> _How to complete this task_
From the first line to the last, please write out the data exactly.

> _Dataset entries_
══════════════════════════════

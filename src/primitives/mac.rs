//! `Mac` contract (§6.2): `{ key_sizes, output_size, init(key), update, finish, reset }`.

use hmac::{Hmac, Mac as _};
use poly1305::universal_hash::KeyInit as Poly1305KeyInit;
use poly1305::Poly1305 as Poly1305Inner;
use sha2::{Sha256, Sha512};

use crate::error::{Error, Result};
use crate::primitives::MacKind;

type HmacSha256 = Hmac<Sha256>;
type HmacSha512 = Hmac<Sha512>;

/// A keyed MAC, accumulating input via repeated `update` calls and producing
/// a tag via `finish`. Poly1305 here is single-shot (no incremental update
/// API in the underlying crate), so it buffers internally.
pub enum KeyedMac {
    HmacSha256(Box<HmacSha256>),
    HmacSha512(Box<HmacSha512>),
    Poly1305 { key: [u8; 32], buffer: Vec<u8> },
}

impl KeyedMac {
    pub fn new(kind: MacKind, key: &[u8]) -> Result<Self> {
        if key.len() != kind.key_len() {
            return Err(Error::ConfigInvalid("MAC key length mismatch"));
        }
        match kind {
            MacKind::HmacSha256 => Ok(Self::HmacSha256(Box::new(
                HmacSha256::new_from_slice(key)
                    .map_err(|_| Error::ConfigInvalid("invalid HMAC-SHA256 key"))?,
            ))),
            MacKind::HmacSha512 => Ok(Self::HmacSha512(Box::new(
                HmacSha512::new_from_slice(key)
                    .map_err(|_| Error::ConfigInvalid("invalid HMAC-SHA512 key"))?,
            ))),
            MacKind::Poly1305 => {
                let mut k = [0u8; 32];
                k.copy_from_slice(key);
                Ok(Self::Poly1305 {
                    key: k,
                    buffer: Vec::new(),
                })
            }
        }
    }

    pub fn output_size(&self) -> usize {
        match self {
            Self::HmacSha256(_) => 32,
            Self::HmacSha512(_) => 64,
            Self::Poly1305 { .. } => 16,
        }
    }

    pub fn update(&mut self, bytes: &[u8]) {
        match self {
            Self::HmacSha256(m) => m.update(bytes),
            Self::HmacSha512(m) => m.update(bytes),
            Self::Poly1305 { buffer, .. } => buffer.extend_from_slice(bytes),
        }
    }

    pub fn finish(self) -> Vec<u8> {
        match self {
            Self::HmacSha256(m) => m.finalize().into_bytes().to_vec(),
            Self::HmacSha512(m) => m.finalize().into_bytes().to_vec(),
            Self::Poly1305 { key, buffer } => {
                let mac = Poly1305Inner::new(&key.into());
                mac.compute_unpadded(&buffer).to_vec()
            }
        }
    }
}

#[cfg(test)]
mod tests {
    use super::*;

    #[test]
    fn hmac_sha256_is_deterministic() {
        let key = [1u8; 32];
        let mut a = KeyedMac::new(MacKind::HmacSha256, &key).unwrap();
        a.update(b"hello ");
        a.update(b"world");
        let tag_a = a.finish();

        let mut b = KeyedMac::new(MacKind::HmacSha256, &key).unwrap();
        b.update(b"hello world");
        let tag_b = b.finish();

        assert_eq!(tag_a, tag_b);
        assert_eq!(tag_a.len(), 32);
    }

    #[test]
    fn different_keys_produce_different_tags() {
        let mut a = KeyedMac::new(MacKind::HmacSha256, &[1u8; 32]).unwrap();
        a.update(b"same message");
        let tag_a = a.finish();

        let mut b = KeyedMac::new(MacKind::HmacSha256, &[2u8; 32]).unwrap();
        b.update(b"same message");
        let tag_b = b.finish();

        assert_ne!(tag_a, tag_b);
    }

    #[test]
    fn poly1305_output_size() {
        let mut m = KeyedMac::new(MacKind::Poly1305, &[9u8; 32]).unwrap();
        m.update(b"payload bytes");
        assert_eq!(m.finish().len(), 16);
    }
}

══════════════════════════════

> _Task answer_
filename src/primitives/mac.rs
//! `Mac` contract (§6.2): `{ key_sizes, output_size, init(key), update, finish, reset }`.

use hmac::{Hmac, Mac as _};
use poly1305::universal_hash::KeyInit as Poly1305KeyInit;
use poly1305::Poly1305 as Poly1305Inner;
use sha2::{Sha256, Sha512};

use crate::error::{Error, Result};
use crate::primitives::MacKind;

type HmacSha256 = Hmac<Sha256>;
type HmacSha512 = Hmac<Sha512>;

/// A keyed MAC, accumulating input via repeated `update` calls and producing
/// a tag via `finish`. Poly1305 here is single-shot (no incremental update
/// API in the underlying crate), so it buffers internally.
pub enum KeyedMac {
    HmacSha256(Box<HmacSha256>),
    HmacSha512(Box<HmacSha512>),
    Poly1305 { key: [u8; 32], buffer: Vec<u8> },
}

impl KeyedMac {
    pub fn new(kind: MacKind, key: &[u8]) -> Result<Self> {
        if key.len() != kind.key_len() {
            return Err(Error::ConfigInvalid("MAC key length mismatch"));
        }
        match kind {
            MacKind::HmacSha256 => Ok(Self::HmacSha256(Box::new(
                HmacSha256::new_from_slice(key)
                    .map_err(|_| Error::ConfigInvalid("invalid HMAC-SHA256 key"))?,
            ))),
            MacKind::HmacSha512 => Ok(Self::HmacSha512(Box::new(
                HmacSha512::new_from_slice(key)
                    .map_err(|_| Error::ConfigInvalid("invalid HMAC-SHA512 key"))?,
            ))),
            MacKind::Poly1305 => {
                let mut k = [0u8; 32];
                k.copy_from_slice(key);
                Ok(Self::Poly1305 {
                    key: k,
                    buffer: Vec::new(),
                })
            }
        }
    }

    pub fn output_size(&self) -> usize {
        match self {
            Self::HmacSha256(_) => 32,
            Self::HmacSha512(_) => 64,
            Self::Poly1305 { .. } => 16,
        }
    }

    pub fn update(&mut self, bytes: &[u8]) {
        match self {
            Self::HmacSha256(m) => m.update(bytes),
            Self::HmacSha512(m) => m.update(bytes),
            Self::Poly1305 { buffer, .. } => buffer.extend_from_slice(bytes),
        }
    }

    pub fn finish(self) -> Vec<u8> {
        match self {
            Self::HmacSha256(m) => m.finalize().into_bytes().to_vec(),
            Self::HmacSha512(m) => m.finalize().into_bytes().to_vec(),
            Self::Poly1305 { key, buffer } => {
                let mac = Poly1305Inner::new(&key.into());
                mac.compute_unpadded(&buffer).to_vec()
            }
        }
    }
}

#[cfg(test)]
mod tests {
    use super::*;

    #[test]
    fn hmac_sha256_is_deterministic() {
        let key = [1u8; 32];
        let mut a = KeyedMac::new(MacKind::HmacSha256, &key).unwrap();
        a.update(b"hello ");
        a.update(b"world");
        let tag_a = a.finish();

        let mut b = KeyedMac::new(MacKind::HmacSha256, &key).unwrap();
        b.update(b"hello world");
        let tag_b = b.finish();

        assert_eq!(tag_a, tag_b);
        assert_eq!(tag_a.len(), 32);
    }

    #[test]
    fn different_keys_produce_different_tags() {
        let mut a = KeyedMac::new(MacKind::HmacSha256, &[1u8; 32]).unwrap();
        a.update(b"same message");
        let tag_a = a.finish();

        let mut b = KeyedMac::new(MacKind::HmacSha256, &[2u8; 32]).unwrap();
        b.update(b"same message");
        let tag_b = b.finish();

        assert_ne!(tag_a, tag_b);
    }

    #[test]
    fn poly1305_output_size() {
        let mut m = KeyedMac::new(MacKind::Poly1305, &[9u8; 32]).unwrap();
        m.update(b"payload bytes");
        assert_eq!(m.finish().len(), 16);
    }
}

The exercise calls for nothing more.